*** Begin section ***

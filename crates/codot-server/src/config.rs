//! Server configuration.

use std::time::Duration;

use codot_settings::CodotSettings;

/// Runtime configuration for [`CodotServer`](crate::CodotServer).
#[derive(Clone, Debug)]
pub struct ServerConfig {
    /// Host to bind (default `"127.0.0.1"`).
    pub host: String,
    /// Port to bind (default `0` for auto-assign).
    pub port: u16,
    /// Maximum concurrent client connections, pending handshakes included.
    pub max_connections: usize,
    /// Max WebSocket message size in bytes.
    pub max_message_size: usize,
    /// Interval between server Ping frames.
    pub heartbeat_interval: Duration,
    /// Disconnect a client after this long without a pong.
    pub heartbeat_timeout: Duration,
    /// Upper bound on a single command handler.
    pub handler_timeout: Duration,
    /// Per-connection outbound queue length.
    pub outbound_queue: usize,
    /// How long `shutdown` waits for connection tasks.
    pub shutdown_timeout: Duration,
    /// Drop a connection's subscriptions when it disconnects.
    pub clear_on_disconnect: bool,
}

impl Default for ServerConfig {
    fn default() -> Self {
        Self {
            host: "127.0.0.1".into(),
            port: 0,
            max_connections: 32,
            max_message_size: 16 * 1024 * 1024, // 16 MB
            heartbeat_interval: Duration::from_secs(30),
            heartbeat_timeout: Duration::from_secs(90),
            handler_timeout: Duration::from_secs(300),
            outbound_queue: 256,
            shutdown_timeout: Duration::from_secs(5),
            clear_on_disconnect: false,
        }
    }
}

impl From<&CodotSettings> for ServerConfig {
    fn from(settings: &CodotSettings) -> Self {
        let server = &settings.server;
        Self {
            host: server.host.clone(),
            port: server.port,
            max_connections: server.max_connections,
            max_message_size: server.max_message_size,
            heartbeat_interval: Duration::from_millis(server.heartbeat_interval_ms),
            heartbeat_timeout: Duration::from_millis(server.heartbeat_timeout_ms),
            handler_timeout: Duration::from_millis(server.handler_timeout_ms),
            outbound_queue: server.outbound_queue.max(1),
            shutdown_timeout: Duration::from_millis(server.shutdown_timeout_ms),
            clear_on_disconnect: settings.events.clear_on_disconnect,
        }
    }
}

impl ServerConfig {
    /// `host:port` string for binding.
    pub fn bind_addr(&self) -> String {
        format!("{}:{}", self.host, self.port)
    }
}

#[cfg(test)]
mod tests {
    use super::*;

    #[test]
    fn default_port_is_zero() {
        let cfg = ServerConfig::default();
        assert_eq!(cfg.port, 0);
        assert_eq!(cfg.host, "127.0.0.1");
    }

    #[test]
    fn from_settings() {
        let mut settings = CodotSettings::default();
        settings.server.port = 7000;
        settings.server.heartbeat_interval_ms = 1500;
        settings.events.clear_on_disconnect = true;
        let cfg = ServerConfig::from(&settings);
        assert_eq!(cfg.port, 7000);
        assert_eq!(cfg.heartbeat_interval, Duration::from_millis(1500));
        assert_eq!(cfg.handler_timeout, Duration::from_secs(300));
        assert!(cfg.clear_on_disconnect);
    }

    #[test]
    fn settings_defaults_carry_protocol_port() {
        let cfg = ServerConfig::from(&CodotSettings::default());
        assert_eq!(cfg.port, codot_core::DEFAULT_PORT);
        assert_eq!(cfg.max_connections, 32);
    }

    #[test]
    fn bind_addr_format() {
        let cfg = ServerConfig {
            host: "0.0.0.0".into(),
            port: 8080,
            ..ServerConfig::default()
        };
        assert_eq!(cfg.bind_addr(), "0.0.0.0:8080");
    }
}
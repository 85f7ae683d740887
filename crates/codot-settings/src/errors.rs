//! Settings error types.

use thiserror::Error;

/// Errors that can occur when loading or validating settings.
#[derive(Debug, Error)]
pub enum SettingsError {
    /// Failed to read the settings file from disk.
    #[error("failed to read settings file: {0}")]
    Io(#[from] std::io::Error),
    /// Failed to parse JSON in the settings file.
    #[error("failed to parse settings JSON: {0}")]
    Json(#[from] serde_json::Error),
    /// A settings value was out of range.
    #[error("invalid settings value: {0}")]
    InvalidValue(String),
}

/// Result type for settings operations.
pub type Result<T> = std::result::Result<T, SettingsError>;
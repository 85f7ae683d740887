//! Append-only captured output log.
//!
//! Entry ids start at 1 and strictly increase. When the log is full the
//! oldest entry is evicted; ids are never renumbered or reused, so a
//! `since_id` watermark stays valid across evictions.

use std::collections::VecDeque;
use std::fmt;
use std::str::FromStr;

use serde::{Deserialize, Serialize};
use serde_json::Value;

use crate::errors::DebuggerError;

/// Kind of captured output.
#[derive(Clone, Copy, Debug, PartialEq, Eq, Hash, Serialize, Deserialize)]
#[serde(rename_all = "snake_case")]
pub enum LogEntryType {
    /// Printed output.
    Info,
    /// Warning.
    Warning,
    /// Engine or user error.
    Error,
    /// Script runtime error.
    ScriptError,
}

impl LogEntryType {
    /// Wire name.
    pub fn as_str(self) -> &'static str {
        match self {
            Self::Info => "info",
            Self::Warning => "warning",
            Self::Error => "error",
            Self::ScriptError => "script_error",
        }
    }

    /// Lenient parse for values reported by the game process. Unknown kinds
    /// are recorded as info.
    pub fn from_reported(s: &str) -> Self {
        match s {
            "warning" | "warn" | "push_warning" => Self::Warning,
            "error" | "push_error" => Self::Error,
            "script_error" => Self::ScriptError,
            _ => Self::Info,
        }
    }

    /// Errors of either kind.
    pub fn is_error(self) -> bool {
        matches!(self, Self::Error | Self::ScriptError)
    }
}

impl fmt::Display for LogEntryType {
    fn fmt(&self, f: &mut fmt::Formatter<'_>) -> fmt::Result {
        f.write_str(self.as_str())
    }
}

/// One captured output record.
#[derive(Clone, Debug, PartialEq, Serialize)]
pub struct LogEntry {
    /// Monotonic id.
    pub id: u64,
    /// Entry kind.
    #[serde(rename = "type")]
    pub entry_type: LogEntryType,
    /// Message text.
    pub message: String,
    /// Unix seconds when captured.
    pub timestamp: f64,
    /// File, line and function details when the game reported them.
    #[serde(skip_serializing_if = "Option::is_none")]
    pub source: Option<Value>,
}

/// Type filter for retrieval. Matching is exact: `Error` does not include
/// `script_error` entries.
#[derive(Clone, Copy, Debug, Default, PartialEq, Eq)]
pub enum EntryFilter {
    /// Every entry.
    #[default]
    All,
    /// `info` entries (`print` is accepted as an alias).
    Info,
    /// `warning` entries.
    Warning,
    /// `error` entries.
    Error,
    /// `script_error` entries.
    ScriptError,
}

impl EntryFilter {
    /// Whether `entry_type` passes.
    pub fn matches(self, entry_type: LogEntryType) -> bool {
        match self {
            Self::All => true,
            Self::Info => entry_type == LogEntryType::Info,
            Self::Warning => entry_type == LogEntryType::Warning,
            Self::Error => entry_type == LogEntryType::Error,
            Self::ScriptError => entry_type == LogEntryType::ScriptError,
        }
    }
}

impl FromStr for EntryFilter {
    type Err = DebuggerError;

    fn from_str(s: &str) -> Result<Self, Self::Err> {
        match s {
            "all" => Ok(Self::All),
            "info" | "print" => Ok(Self::Info),
            "warning" => Ok(Self::Warning),
            "error" => Ok(Self::Error),
            "script_error" => Ok(Self::ScriptError),
            other => Err(DebuggerError::InvalidArgument(format!(
                "Invalid filter '{other}'. Expected one of: all, error, warning, script_error, print"
            ))),
        }
    }
}

/// Bounded append-only log.
#[derive(Debug)]
pub struct DebugLog {
    entries: VecDeque<LogEntry>,
    capacity: usize,
    last_id: u64,
}

impl DebugLog {
    /// Create a log retaining at most `capacity` entries.
    pub fn new(capacity: usize) -> Self {
        Self {
            entries: VecDeque::new(),
            capacity: capacity.max(1),
            last_id: 0,
        }
    }

    /// Append an entry and return its id.
    pub fn append(&mut self, entry_type: LogEntryType, message: String, timestamp: f64, source: Option<Value>) -> u64 {
        self.last_id += 1;
        if self.entries.len() >= self.capacity {
            let _ = self.entries.pop_front();
        }
        self.entries.push_back(LogEntry {
            id: self.last_id,
            entry_type,
            message,
            timestamp,
            source,
        });
        self.last_id
    }

    /// Highest id ever assigned, 0 before the first append.
    pub fn last_id(&self) -> u64 {
        self.last_id
    }

    /// Entries currently retained.
    pub fn len(&self) -> usize {
        self.entries.len()
    }

    /// Whether nothing is retained.
    pub fn is_empty(&self) -> bool {
        self.entries.is_empty()
    }

    /// The oldest `max` entries with `id > since_id` passing `filter`.
    pub fn entries_after(&self, filter: EntryFilter, since_id: u64, max: usize) -> Vec<LogEntry> {
        // ids are sorted, so skip straight to the watermark
        let start = self.entries.partition_point(|e| e.id <= since_id);
        self.entries
            .range(start..)
            .filter(|e| filter.matches(e.entry_type))
            .take(max)
            .cloned()
            .collect()
    }

    /// `(errors, warnings)` among entries after `since_id`.
    pub fn counts_after(&self, since_id: u64) -> (usize, usize) {
        let start = self.entries.partition_point(|e| e.id <= since_id);
        self.entries.range(start..).fold((0, 0), |(errors, warnings), e| {
            if e.entry_type.is_error() {
                (errors + 1, warnings)
            } else if e.entry_type == LogEntryType::Warning {
                (errors, warnings + 1)
            } else {
                (errors, warnings)
            }
        })
    }

    /// First entry after `since_id` satisfying `pred`.
    pub fn find_after(&self, since_id: u64, pred: impl Fn(&LogEntry) -> bool) -> Option<LogEntry> {
        let start = self.entries.partition_point(|e| e.id <= since_id);
        self.entries.range(start..).find(|e| pred(e)).cloned()
    }
}
#[async_trait]
impl MethodHandler for WaitForOutputHandler {
    #[instrument(skip(self, ctx), fields(method = "wait_for_output"))]
    async fn handle(&self, params: Value, ctx: &RpcContext) -> Result<Value, RpcError> {
        let target = match opt_string_param(&params, "wait_for")? {
            Some(s) if !s.is_empty() => WaitTarget::parse(&s),
            _ => WaitTarget::Any,
        };
        let timeout = opt_seconds_param(&params, "timeout", DEFAULT_WAIT_TIMEOUT)?;
        let poll_interval = opt_seconds_param(&params, "poll_interval", DEFAULT_WAIT_POLL)?;
        let result = ctx
            .bridge
            .wait_for_output(&target, timeout, poll_interval, &ctx.shutdown)
            .await;
        to_json(&result)
    }
}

*** End section ***

- **Task**
Reproduce, character for character, only the lines of the preceding data that start at the line with "self.entries.range(start..).fold((0, 0), |(errors, warnings), e|" and end at the line with "First entry after", both included.

- **Answer section**
        self.entries.range(start..).fold((0, 0), |(errors, warnings), e| {
            if e.entry_type.is_error() {
                (errors + 1, warnings)
            } else if e.entry_type == LogEntryType::Warning {
                (errors, warnings + 1)
            } else {
                (errors, warnings)
            }
        })
    }

    /// First entry after `since_id` satisfying `pred`.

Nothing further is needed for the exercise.